Ouch, sounds like things are a little sore over on that set. Don’t cry for Junkie XL though, he’s got plenty on his slate, including the scores for Godzilla 2, Justice League, and The Dark Tower (as long as it makes it to release). No word yet on his or Miller’s replacement.
Shane Black’s new Predator movie ‐ THE Predator, caps mine ‐ got some casting news today, via THR: seems alongside Boyd Holbrook’s Special Forces commando, actress Olivia Munn (The Newsroom, X-Men: Apocalypse) will be playing some kind of scientist. Black is directing off a script from Fred Dekker (Night of the Creeps, The Monster Squad) from a story the two old friends came up with together. Next to nothing is known about the plot except for where the story will be set: the ‘burbs. So basically The Predator is going to Attack the Block. Fine by me, I’d watch Shane Black direct an all-mime version of West Side Story off-Bowery, and Fred Dekker forever earned my allegiance with The Monster Squad. There are five Predator films to date ‐ the original two, the two where the Preds go up against Aliens, and the Robert-Rodriguez-produced Predators from 2010 ‐ but I’ve got good money on this being the best since the first, and maybe even better. Shooting is supposed to start this February, so if all goes well we could see The Predator by the end of 2017.

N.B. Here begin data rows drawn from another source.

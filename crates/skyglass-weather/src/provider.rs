//! WeatherAPI.com current-conditions client.

use reqwest::Client;
use serde::Deserialize;
use skyglass_core::WeatherConfig;
use std::sync::Arc;
use std::time::Duration;
use tracing::instrument;

use crate::types::{TemperatureUnit, WeatherError, WeatherReading};

const CURRENT_PATH: &str = "/v1/current.json";
const USER_AGENT: &str = concat!("Skyglass/", env!("CARGO_PKG_VERSION"));

#[derive(Debug, Deserialize)]
struct CurrentResponse {
    location: ApiLocation,
    current: ApiCurrent,
}

#[derive(Debug, Deserialize)]
struct ApiLocation {
    name: String,
}

#[derive(Debug, Deserialize)]
struct ApiCurrent {
    temp_c: Option<f64>,
    temp_f: Option<f64>,
    condition: ApiCondition,
}

#[derive(Debug, Deserialize)]
struct ApiCondition {
    text: String,
}

impl CurrentResponse {
    /// Only the field for `unit` is required; the other may be absent.
    fn into_reading(self, unit: TemperatureUnit) -> Result<WeatherReading, WeatherError> {
        let (temperature, field) = match unit {
            TemperatureUnit::Celsius => (self.current.temp_c, "temp_c"),
            TemperatureUnit::Fahrenheit => (self.current.temp_f, "temp_f"),
        };
        let temperature = temperature
            .ok_or_else(|| WeatherError::Parse(format!("missing field `current.{}`", field)))?;

        Ok(WeatherReading {
            temperature,
            description: self.current.condition.text,
            location: self.location.name,
            unit,
        })
    }
}

/// Map a `current.json` response body to a reading in `unit`.
pub fn parse_current(body: &str, unit: TemperatureUnit) -> Result<WeatherReading, WeatherError> {
    let response: CurrentResponse =
        serde_json::from_str(body).map_err(|e| WeatherError::Parse(e.to_string()))?;
    response.into_reading(unit)
}

#[derive(Debug, Clone)]
pub struct WeatherProvider {
    client: Arc<Client>,
    base_url: String,
    api_key: Option<String>,
    unit: TemperatureUnit,
}

impl WeatherProvider {
    /// Provider using the configured API key, falling back to `WEATHER_API_KEY`.
    pub fn new(config: &WeatherConfig) -> Result<Self, WeatherError> {
        Self::with_api_key(config, config.api_key())
    }

    /// Provider using exactly `api_key`; the environment is not consulted.
    pub fn with_api_key(
        config: &WeatherConfig,
        api_key: Option<String>,
    ) -> Result<Self, WeatherError> {
        let client = Client::builder()
            .timeout(Duration::from_secs(config.timeout_secs))
            .user_agent(USER_AGENT)
            .build()?;

        Ok(Self {
            client: Arc::new(client),
            base_url: config.base_url.trim_end_matches('/').to_string(),
            api_key: api_key.filter(|k| !k.trim().is_empty()),
            unit: config.temperature_unit,
        })
    }

    pub fn has_api_key(&self) -> bool {
        self.api_key.is_some()
    }

    /// Look up current conditions for `query` (surrounding whitespace ignored).
    ///
    /// Issues exactly one GET; blank queries and a missing API key fail
    /// before any request is sent. Failures are logged here so callers only
    /// deal with the user-facing side.
    #[instrument(skip(self), level = "info")]
    pub async fn fetch(&self, query: &str) -> Result<WeatherReading, WeatherError> {
        let result = self.fetch_current(query.trim()).await;
        match &result {
            Ok(reading) => tracing::info!(
                "Fetched weather for {}: {}°{} {}",
                reading.location,
                reading.temperature,
                reading.unit,
                reading.description
            ),
            Err(e) => tracing::error!("Error fetching weather data: {}", e),
        }
        result
    }

    async fn fetch_current(&self, query: &str) -> Result<WeatherReading, WeatherError> {
        if query.is_empty() {
            return Err(WeatherError::EmptyQuery);
        }
        let api_key = self.api_key.as_deref().ok_or(WeatherError::MissingApiKey)?;

        let url = format!("{}{}", self.base_url, CURRENT_PATH);
        let response = self
            .client
            .get(&url)
            .query(&[("key", api_key), ("q", query)])
            .send()
            .await?;

        let status = response.status();
        if !status.is_success() {
            tracing::debug!("Weather API returned status {}", status);
            return Err(WeatherError::CityNotFound {
                status: status.as_u16(),
            });
        }

        let body = response.text().await?;
        parse_current(&body, self.unit)
    }
}

#[cfg(test)]
mod tests {
    use super::*;

    const LONDON: &str = r#"{
        "location": {"name": "London", "region": "City of London, Greater London", "country": "United Kingdom"},
        "current": {"temp_c": 12.5, "temp_f": 54.5, "is_day": 1, "condition": {"text": "Partly cloudy", "code": 1003}}
    }"#;

    #[test]
    fn test_parse_current_celsius() {
        let reading = parse_current(LONDON, TemperatureUnit::Celsius).unwrap();
        assert_eq!(reading.location, "London");
        assert_eq!(reading.temperature, 12.5);
        assert_eq!(reading.description, "Partly cloudy");
        assert_eq!(reading.unit, TemperatureUnit::Celsius);
    }

    #[test]
    fn test_parse_current_fahrenheit_uses_api_field() {
        let reading = parse_current(LONDON, TemperatureUnit::Fahrenheit).unwrap();
        assert_eq!(reading.temperature, 54.5);
        assert_eq!(reading.unit, TemperatureUnit::Fahrenheit);
    }

    #[test]
    fn test_parse_current_missing_fields() {
        let err = parse_current(r#"{"location": {"name": "X"}}"#, TemperatureUnit::Celsius)
            .unwrap_err();
        assert!(matches!(err, WeatherError::Parse(_)));
    }

    #[test]
    fn test_parse_current_celsius_without_temp_f() {
        let body = r#"{"location":{"name":"Oslo"},"current":{"temp_c":3,"condition":{"text":"Snow"}}}"#;
        let reading = parse_current(body, TemperatureUnit::Celsius).unwrap();
        assert_eq!(reading.location, "Oslo");
        assert_eq!(reading.temperature, 3.0);
    }

    #[test]
    fn test_parse_current_fahrenheit_without_temp_c() {
        let body = r#"{"location":{"name":"Oslo"},"current":{"temp_f":37.4,"condition":{"text":"Snow"}}}"#;
        let reading = parse_current(body, TemperatureUnit::Fahrenheit).unwrap();
        assert_eq!(reading.temperature, 37.4);
        assert_eq!(reading.unit, TemperatureUnit::Fahrenheit);
    }

    #[test]
    fn test_parse_current_missing_selected_unit() {
        let body = r#"{"location":{"name":"Oslo"},"current":{"temp_f":37.4,"condition":{"text":"Snow"}}}"#;
        let err = parse_current(body, TemperatureUnit::Celsius).unwrap_err();
        assert!(matches!(err, WeatherError::Parse(ref m) if m.contains("temp_c")), "{err}");
    }

    #[test]
    fn test_parse_current_not_json() {
        let err = parse_current("<html>", TemperatureUnit::Celsius).unwrap_err();
        assert!(matches!(err, WeatherError::Parse(_)));
    }

    #[tokio::test]
    async fn test_fetch_blank_query_sends_nothing() {
        let config = WeatherConfig {
            api_key: Some("key".into()),
            // Unroutable: any request would fail with a network error instead
            base_url: "http://127.0.0.1:9".into(),
            ..WeatherConfig::default()
        };
        let provider = WeatherProvider::new(&config).unwrap();

        let err = provider.fetch("   ").await.unwrap_err();
        assert!(matches!(err, WeatherError::EmptyQuery));
    }

    #[test]
    fn test_base_url_trailing_slash_trimmed() {
        let config = WeatherConfig {
            base_url: "https://api.weatherapi.com/".into(),
            ..WeatherConfig::default()
        };
        let provider = WeatherProvider::new(&config).unwrap();
        assert_eq!(provider.base_url, "https://api.weatherapi.com");
    }
}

And lastly, don’t call it a comeback, but apparently The Girl with the Dragon Tattoo franchise is a franchise again, but not the way you’re probably hoping. Fede Alvarez, director of Don’t Breathe and the Evil Dead remake, is being reported by Variety as the lead contender for the job at the helm of The Girl in the Spider Web, which Sony has just started to develop. So no David Fincher, which is fine, Alvarez is a intelligent director who’s proven himself capable of crafting onscreen tension, but what about Tattoo stars Rooney Mara and Daniel Craig? They’re not mentioned yet, one way or the other, but don’t be surprised if neither reprises their roles. The Girl in the Spider Web is a sequel, but not a direct sequel to the first part. It’s based on the fourth novel in the series, the only outside the Millennium Trilogy and the only not actually written (as a novel) by Steig Larsson; it was instead penned by David Lagerkrantz some years after Larsson’s death based on the author’s notes. So while it has the same characters, they aren’t in the same place we left them at the end of Tattoo. Who knows, though? If Spider Web cast news leads and proves as proportionally successful as Alvarez’s films to date, they could always go back and reboot the Millennium Trilogy with whoever they sign. Again, this isn’t a deal signed in stone, but what is for sure is that you haven’t seen the last of Lisbeth Salander.